IQ tests in America, developed by Louis Terman at Stanford, were purposefully rooted in anti-immigrant, anti-minority and “anti-foreigner” bias. In the 1920s, Eugenics (the doctrine that certain white groups are genetically superior and breeding should be controlled consequently) was taught in major universities and espoused by prominent Americans as gospel. Animosity at that time was directed against Eastern Europeans, Italians and Jews, all labeled as mentally deficient and undesirable. Culturally biased tests given to these groups at Ellis Island and elsewhere produced low scores and were then used as a basis for severe immigration restrictions except for those from England and Germany. 

The same rhetoric today, directed toward Hispanics (“criminals,” “rapists”) and Muslims (“ban all from those countries”) echoes this past. Nothing demonstrates this more than an administration that deliberately – as a lesson to other would be immigrants – separated young children from their parents, lost track of them, put them in holding camps without providing them the basics, and attempts to blame others for the consequences of their own deliberate and calculated acts. It is in part the ingrained attitude that Hispanic children and their parents fleeing from conditions in El Salvador, Honduras, Guatemala, and Nicaragua are somewhat (or substantially) inferior  that allows such misconduct to be conceived and implemented.  

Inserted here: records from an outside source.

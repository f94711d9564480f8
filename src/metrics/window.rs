//! Reporting window resolution.
//!
//! Windows are inclusive `[start, end]` ranges of epoch seconds resolved
//! against calendar boundaries in UTC. Record timestamps are never shifted.

use chrono::{DateTime, Datelike, Duration, NaiveDate, TimeZone, Utc};
use serde::{Deserialize, Serialize};

/// Period selector driving the window of a reload cycle.
#[derive(Debug, Clone, Copy, Default, PartialEq, Eq, Serialize, Deserialize)]
#[serde(tag = "period", rename_all = "lowercase")]
pub enum PeriodSelection {
    Year,
    #[default]
    Month,
    Week,
    Custom { start: i64, end: i64 },
}

#[derive(Debug, Clone, Copy, PartialEq, Eq, Serialize, Deserialize)]
#[serde(rename_all = "camelCase")]
pub struct ReportingWindow {
    pub start: i64,
    pub end: i64,
}

impl ReportingWindow {
    pub fn contains(&self, ts: i64) -> bool {
        ts >= self.start && ts <= self.end
    }

    /// Window covering every representable timestamp.
    pub fn unbounded() -> Self {
        Self {
            start: i64::MIN,
            end: i64::MAX,
        }
    }
}

impl PeriodSelection {
    /// Resolve the selection into the calendar period containing `now`.
    pub fn resolve(&self, now: i64) -> ReportingWindow {
        let today = DateTime::<Utc>::from_timestamp(now, 0)
            .unwrap_or_default()
            .date_naive();

        let (first_day, next_first_day) = match self {
            PeriodSelection::Custom { start, end } => {
                let (start, end) = if start <= end { (*start, *end) } else { (*end, *start) };
                return ReportingWindow { start, end };
            }
            PeriodSelection::Year => (
                NaiveDate::from_ymd_opt(today.year(), 1, 1),
                NaiveDate::from_ymd_opt(today.year() + 1, 1, 1),
            ),
            PeriodSelection::Month => {
                let (next_year, next_month) = if today.month() == 12 {
                    (today.year() + 1, 1)
                } else {
                    (today.year(), today.month() + 1)
                };
                (
                    NaiveDate::from_ymd_opt(today.year(), today.month(), 1),
                    NaiveDate::from_ymd_opt(next_year, next_month, 1),
                )
            }
            PeriodSelection::Week => {
                let monday =
                    today - Duration::days(i64::from(today.weekday().num_days_from_monday()));
                (Some(monday), Some(monday + Duration::days(7)))
            }
        };

        match (first_day, next_first_day) {
            (Some(first), Some(next)) => ReportingWindow {
                start: midnight_utc(first),
                end: midnight_utc(next) - 1,
            },
            // Only reachable at the edges of chrono's calendar range.
            _ => ReportingWindow::unbounded(),
        }
    }
}

/// Epoch seconds of 00:00:00 UTC on `day`.
pub fn midnight_utc(day: NaiveDate) -> i64 {
    Utc.from_utc_datetime(&day.and_hms_opt(0, 0, 0).unwrap_or_default())
        .timestamp()
}

/// Epoch seconds of the UTC midnight starting the day that contains `now`.
pub fn start_of_day(now: i64) -> i64 {
    now - now.rem_euclid(86_400)
}
//! Team-wide roll-up of per-advisor metrics.

use std::collections::BTreeMap;

use serde::{Deserialize, Serialize};

use super::{percent, round2, MetricsRecord};

#[derive(Debug, Clone, Default, PartialEq, Serialize, Deserialize)]
#[serde(rename_all = "camelCase")]
pub struct TeamSummary {
    pub advisors: usize,
    pub total_clients: usize,
    pub total_sales: usize,
    pub close_rate: f64,
    pub clients_without_first_contact: usize,
    pub overdue_follow_ups: usize,
    /// Mean first-response time over every advisor's samples.
    pub avg_first_response_minutes: Option<f64>,
    pub advisors_at_daily_limit: usize,
}

impl TeamSummary {
    pub fn from_records(records: &BTreeMap<String, MetricsRecord>) -> Self {
        let mut summary = TeamSummary {
            advisors: records.len(),
            ..Default::default()
        };
        let mut response_secs = 0.0;
        let mut samples = 0usize;

        for record in records.values() {
            summary.total_clients += record.total_clients;
            summary.total_sales += record.total_sales;
            summary.clients_without_first_contact += record.clients_without_first_contact;
            summary.overdue_follow_ups += record.overdue_follow_ups;
            if record.daily_limit_reached {
                summary.advisors_at_daily_limit += 1;
            }
            response_secs += record.first_response_secs_total;
            samples += record.first_response_samples;
        }

        summary.close_rate = percent(summary.total_sales, summary.total_clients);
        summary.avg_first_response_minutes =
            (samples > 0).then(|| round2(response_secs / samples as f64 / 60.0));
        summary
    }
}
//! Per-advisor sales metrics.
//!
//! Pure computation over one committed set of collections. Nothing here
//! touches shared state or fails: empty inputs yield zero counts, zero-guarded
//! ratios and `None` timestamps.
//!
//! Modules:
//! - partition: client-side join into per-advisor slices
//! - team: roll-up across advisors
//! - window: period selector -> reporting window

pub mod partition;
pub mod team;
pub mod window;

use std::collections::{BTreeMap, HashMap, HashSet};

use serde::{Deserialize, Serialize};

use crate::types::{Direction, Product, ReportOutcome};
use partition::{partition_by_advisor, AdvisorSlice, Collections};
use window::{start_of_day, ReportingWindow};

/// Outbound messages sent sooner than this after client creation are
/// automated greetings, not manual contact.
pub const AUTOMATED_GREETING_SECS: i64 = 60;

/// A client still waiting for manual contact after this long raises the
/// "no first contact" alarm.
pub const FIRST_CONTACT_GRACE_SECS: i64 = 20 * 60;

/// Everything the dashboard shows for one advisor.
#[derive(Debug, Clone, PartialEq, Serialize, Deserialize)]
#[serde(rename_all = "camelCase")]
pub struct MetricsRecord {
    pub advisor_id: String,
    pub advisor_name: String,
    pub priority: i32,

    // Client base (unfiltered)
    pub total_clients: usize,
    pub vip_clients: usize,
    pub non_vip_clients: usize,
    /// Clients created inside the window.
    pub new_clients: usize,
    /// Client count per status tag.
    pub pipeline: BTreeMap<String, usize>,

    // Reporting (ever reported uses every report, not just the window)
    pub reports_in_window: usize,
    pub reported_clients: usize,
    pub unreported_clients: usize,
    pub unreported_vip: usize,
    pub unreported_non_vip: usize,

    // Sales (window)
    pub sales_principal: usize,
    pub sales_downsell: usize,
    pub total_sales: usize,
    pub close_rate: f64,
    pub vip_close_rate: f64,
    pub non_vip_close_rate: f64,

    // Activity
    pub last_report_at: Option<i64>,
    pub last_follow_up_at: Option<i64>,
    pub last_outbound_message_at: Option<i64>,
    pub last_client_created_at: Option<i64>,
    pub last_activity_at: Option<i64>,
    pub messages_sent: usize,
    pub messages_received: usize,

    // Responsiveness
    pub avg_first_response_minutes: Option<f64>,
    /// Unrounded sum behind `avg_first_response_minutes`.
    pub first_response_secs_total: f64,
    pub first_response_samples: usize,
    pub clients_without_first_contact: usize,

    // Conversion
    pub avg_conversion_hours: Option<f64>,
    pub avg_conversion_days: Option<f64>,

    // Backlog
    pub pending_follow_ups: usize,
    pub overdue_follow_ups: usize,
    pub registrations: usize,
    pub clients_assigned_today: usize,
    pub daily_limit: Option<u32>,
    pub daily_limit_reached: bool,
}

/// Percentage `part / whole * 100`, 0 when `whole` is 0.
pub(crate) fn percent(part: usize, whole: usize) -> f64 {
    if whole == 0 {
        return 0.0;
    }
    round2(part as f64 / whole as f64 * 100.0)
}

pub(crate) fn round2(value: f64) -> f64 {
    (value * 100.0).round() / 100.0
}

fn latest(values: impl Iterator<Item = i64>) -> Option<i64> {
    values.max()
}

/// Derive the metrics of one advisor for `window`, as of `now`.
pub fn aggregate(slice: &AdvisorSlice<'_>, window: &ReportingWindow, now: i64) -> MetricsRecord {
    let advisor = slice.advisor;
    let clients = &slice.clients;

    let client_by_id: HashMap<&str, _> = clients.iter().map(|c| (c.id.as_str(), *c)).collect();
    let is_vip = |client_id: &str| {
        client_by_id
            .get(client_id)
            .map(|c| c.status.is_vip())
            .unwrap_or(false)
    };

    // ── Client base ──────────────────────────────────────────────────
    let total_clients = clients.len();
    let vip_clients = clients.iter().filter(|c| c.status.is_vip()).count();
    let non_vip_clients = total_clients - vip_clients;
    let new_clients = clients
        .iter()
        .filter(|c| window.contains(c.created_at))
        .count();
    let mut pipeline = BTreeMap::new();
    for client in clients {
        *pipeline.entry(client.status.as_str().to_string()).or_insert(0) += 1;
    }

    // ── Reporting ────────────────────────────────────────────────────
    let windowed: Vec<_> = slice
        .reports
        .iter()
        .filter(|r| window.contains(r.reported_at))
        .copied()
        .collect();

    let has_complete_report: HashSet<&str> = slice
        .reports
        .iter()
        .filter(|r| r.outcome.is_definitive())
        .map(|r| r.client_id.as_str())
        .collect();
    let mut reported_clients = 0;
    let mut unreported_vip = 0;
    let mut unreported_non_vip = 0;
    for client in clients {
        if has_complete_report.contains(client.id.as_str()) {
            reported_clients += 1;
        } else if client.status.is_vip() {
            unreported_vip += 1;
        } else {
            unreported_non_vip += 1;
        }
    }

    // ── Sales: distinct clients per product set ──────────────────────
    let mut principal: HashSet<&str> = HashSet::new();
    let mut downsell: HashSet<&str> = HashSet::new();
    for report in windowed.iter().filter(|r| r.outcome == ReportOutcome::Paid) {
        match report.product {
            Product::Principal => {
                principal.insert(report.client_id.as_str());
            }
            Product::Downsell => {
                downsell.insert(report.client_id.as_str());
            }
            Product::Unknown => {}
        }
    }
    let total_sales = principal.len() + downsell.len();
    let vip_sales = principal.iter().chain(downsell.iter()).filter(|id| is_vip(**id)).count();
    let non_vip_sales = total_sales - vip_sales;

    // ── Activity ─────────────────────────────────────────────────────
    let last_report_at = latest(slice.reports.iter().map(|r| r.reported_at));
    let last_follow_up_at = latest(
        slice
            .reports
            .iter()
            .filter(|r| r.follow_up_done)
            .filter_map(|r| r.follow_up_at),
    );
    let last_outbound_message_at = latest(
        slice
            .messages
            .iter()
            .filter(|m| m.direction == Direction::Outbound)
            .map(|m| m.sent_at),
    );
    let last_client_created_at = latest(clients.iter().map(|c| c.created_at));
    let last_activity_at = [
        last_report_at,
        last_follow_up_at,
        last_outbound_message_at,
        last_client_created_at,
    ]
    .into_iter()
    .flatten()
    .max();

    let in_window = slice.messages.iter().filter(|m| window.contains(m.sent_at));
    let (mut messages_sent, mut messages_received) = (0, 0);
    for message in in_window {
        match message.direction {
            Direction::Outbound => messages_sent += 1,
            Direction::Inbound => messages_received += 1,
            Direction::Unknown => {}
        }
    }

    // ── First manual message ─────────────────────────────────────────
    let mut outbound_by_client: HashMap<&str, Vec<i64>> = HashMap::new();
    for message in slice
        .messages
        .iter()
        .filter(|m| m.direction == Direction::Outbound)
    {
        if let Some(client_id) = message.client_id.as_deref() {
            outbound_by_client
                .entry(client_id)
                .or_default()
                .push(message.sent_at);
        }
    }
    for sent in outbound_by_client.values_mut() {
        sent.sort_unstable();
    }

    // Gaps are taken in i128 so arbitrary epoch values can't overflow.
    let mut response_secs_total: i128 = 0;
    let mut first_response_samples = 0usize;
    let mut clients_without_first_contact = 0usize;
    for client in clients {
        let manual = outbound_by_client.get(client.id.as_str()).and_then(|sent| {
            sent.iter()
                .map(|ts| i128::from(*ts) - i128::from(client.created_at))
                .find(|gap| *gap >= i128::from(AUTOMATED_GREETING_SECS))
        });
        match manual {
            Some(gap) => {
                response_secs_total += gap;
                first_response_samples += 1;
            }
            None if now.saturating_sub(client.created_at) > FIRST_CONTACT_GRACE_SECS => {
                clients_without_first_contact += 1;
            }
            None => {}
        }
    }
    let avg_first_response_minutes = (first_response_samples > 0).then(|| {
        round2(response_secs_total as f64 / first_response_samples as f64 / 60.0)
    });

    // ── Conversion time ──────────────────────────────────────────────
    let mut first_paid: HashMap<&str, i64> = HashMap::new();
    for report in slice
        .reports
        .iter()
        .filter(|r| r.outcome == ReportOutcome::Paid)
    {
        first_paid
            .entry(report.client_id.as_str())
            .and_modify(|ts| *ts = (*ts).min(report.reported_at))
            .or_insert(report.reported_at);
    }
    let mut conversion_secs_total: i128 = 0;
    let mut conversions = 0usize;
    for client in clients.iter().filter(|c| c.status.is_sale()) {
        if let Some(paid_at) = first_paid.get(client.id.as_str()) {
            let gap = i128::from(*paid_at) - i128::from(client.created_at);
            if gap >= 0 {
                conversion_secs_total += gap;
                conversions += 1;
            }
        }
    }
    let avg_conversion_hours = (conversions > 0)
        .then(|| conversion_secs_total as f64 / conversions as f64 / 3_600.0);

    // ── Backlog ──────────────────────────────────────────────────────
    let pending: Vec<i64> = slice
        .reports
        .iter()
        .filter(|r| !r.follow_up_done)
        .filter_map(|r| r.follow_up_at)
        .collect();
    let overdue_follow_ups = pending.iter().filter(|due| **due < now).count();
    let registrations = slice
        .registrations
        .iter()
        .filter(|r| window.contains(r.registered_at))
        .count();
    let today = start_of_day(now);
    let clients_assigned_today = clients.iter().filter(|c| c.created_at >= today).count();
    let daily_limit_reached = advisor
        .daily_limit
        .map(|limit| clients_assigned_today >= limit as usize)
        .unwrap_or(false);

    MetricsRecord {
        advisor_id: advisor.id.clone(),
        advisor_name: advisor.name.clone(),
        priority: advisor.priority,
        total_clients,
        vip_clients,
        non_vip_clients,
        new_clients,
        pipeline,
        reports_in_window: windowed.len(),
        reported_clients,
        unreported_clients: unreported_vip + unreported_non_vip,
        unreported_vip,
        unreported_non_vip,
        sales_principal: principal.len(),
        sales_downsell: downsell.len(),
        total_sales,
        close_rate: percent(total_sales, total_clients),
        vip_close_rate: percent(vip_sales, vip_clients),
        non_vip_close_rate: percent(non_vip_sales, non_vip_clients),
        last_report_at,
        last_follow_up_at,
        last_outbound_message_at,
        last_client_created_at,
        last_activity_at,
        messages_sent,
        messages_received,
        avg_first_response_minutes,
        first_response_secs_total: response_secs_total as f64,
        first_response_samples,
        clients_without_first_contact,
        avg_conversion_hours: avg_conversion_hours.map(round2),
        avg_conversion_days: avg_conversion_hours.map(|h| round2(h / 24.0)),
        pending_follow_ups: pending.len(),
        overdue_follow_ups,
        registrations,
        clients_assigned_today,
        daily_limit: advisor.daily_limit,
        daily_limit_reached,
    }
}

/// Metrics for every advisor, keyed by advisor id.
pub fn compute_all(
    data: Collections<'_>,
    window: &ReportingWindow,
    now: i64,
) -> BTreeMap<String, MetricsRecord> {
    partition_by_advisor(data)
        .into_iter()
        .map(|(id, slice)| (id.to_string(), aggregate(&slice, window, now)))
        .collect()
}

Do these issues still arise in classrooms today? What can be done to improve it?

The issues of the best way to provide a public education to low income and second language students is a constant debate and battle. The relatively new California system of funding schools called LCFF requires local parent involvement and devotes special funds based on need and it is an improvement if enforced. The names of separate classes change, but unless practices are monitored, segregation to an inferior education will continue.

Are there valuable and fair IQ and achievement tests that don’t exhibit bias?

Achievement tests, properly designed are very valuable tools as they measure the level a child is in math, English, the sciences, or history, not when purporting to measure what their learning capacity may be. Knowing the level of a child in these subjects is critical to designing a proper program for them. IQ test norming has been much improved and thus bias reduced. But as both Binet and Weschler, the fathers of IQ testing, warned, the notion that they measure some fixed capacity to learn is nonsense, particularly at the low functioning end is nonsense. Modern IQ tests do have a measure of reliability in qualifying students for gifted classes.  

How much is intelligence a product of inherited traits as opposed to environmental factors?   

No one really knows how to assign an accurate percentage. Studies by Princeton psychologist and educator Professor Leon Kamin suggest that very little is inherited. Philosopher Rene Descartes said it is all inherited. The key point here is that one cannot learn what he or she has not been exposed to and children learn exponentially when given the opportunity. To label a child early based on a test school is criminal.  

Why should the government fund lawyers for the poor who then use the money attack elected state officials, state and federal agencies and big companies like major farms and other established companies?

Justice in America depends directly on the ability to defend abuses in court whether those abuses are inflicted by a violent spouse, a big employer who threatens an ICE referral to workers who ask for their pay, or by a Veteran’s Affairs agency that inflicts interminable delays and denials on those who fought for our country. All of these individuals and many like them have no chance for a fair outcome without representation and they all are frequent clients of lawyers for the poor.   

How can people get involved to help prevent this from happening again, especially given modern anti-immigrant tensions?

The grassroots remains most important. Parents of children of all ethnicities and background can be involved in their children’s schools. Community based organizations can achieve the power to be heard, to lobby before government agencies, and to demand fair treatment and, although it is hard work that requires consistency, it pays off.